| Brief |
Return exactly the span that opens with the line containing "for the storefront." and closes with the final line of the records, both included.

(Beginning of Data shown)

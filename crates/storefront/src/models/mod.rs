//! Domain models for the storefront.
//!
//! These are the documents persisted by the [`db`](crate::db) layer and the
//! JSON shapes returned by the API.

pub mod account;
pub mod product;
pub mod session;
pub mod user;

pub use account::{Account, CREDENTIALS_PROVIDER};
pub use product::{
    DEFAULT_PRODUCT_IMAGE, OwnerSummary, Product, ProductFields, ProductWithOwner,
};
pub use session::{CurrentUser, SessionRecord, keys as session_keys};
pub use user::{User, UserProfile};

(End of Data shown)

| Response |
//! Domain models for the storefront.
//!
//! These are the documents persisted by the [`db`](crate::db) layer and the
//! JSON shapes returned by the API.

pub mod account;
pub mod product;
pub mod session;
pub mod user;

pub use account::{Account, CREDENTIALS_PROVIDER};
pub use product::{
    DEFAULT_PRODUCT_IMAGE, OwnerSummary, Product, ProductFields, ProductWithOwner,
};
pub use session::{CurrentUser, SessionRecord, keys as session_keys};
pub use user::{User, UserProfile};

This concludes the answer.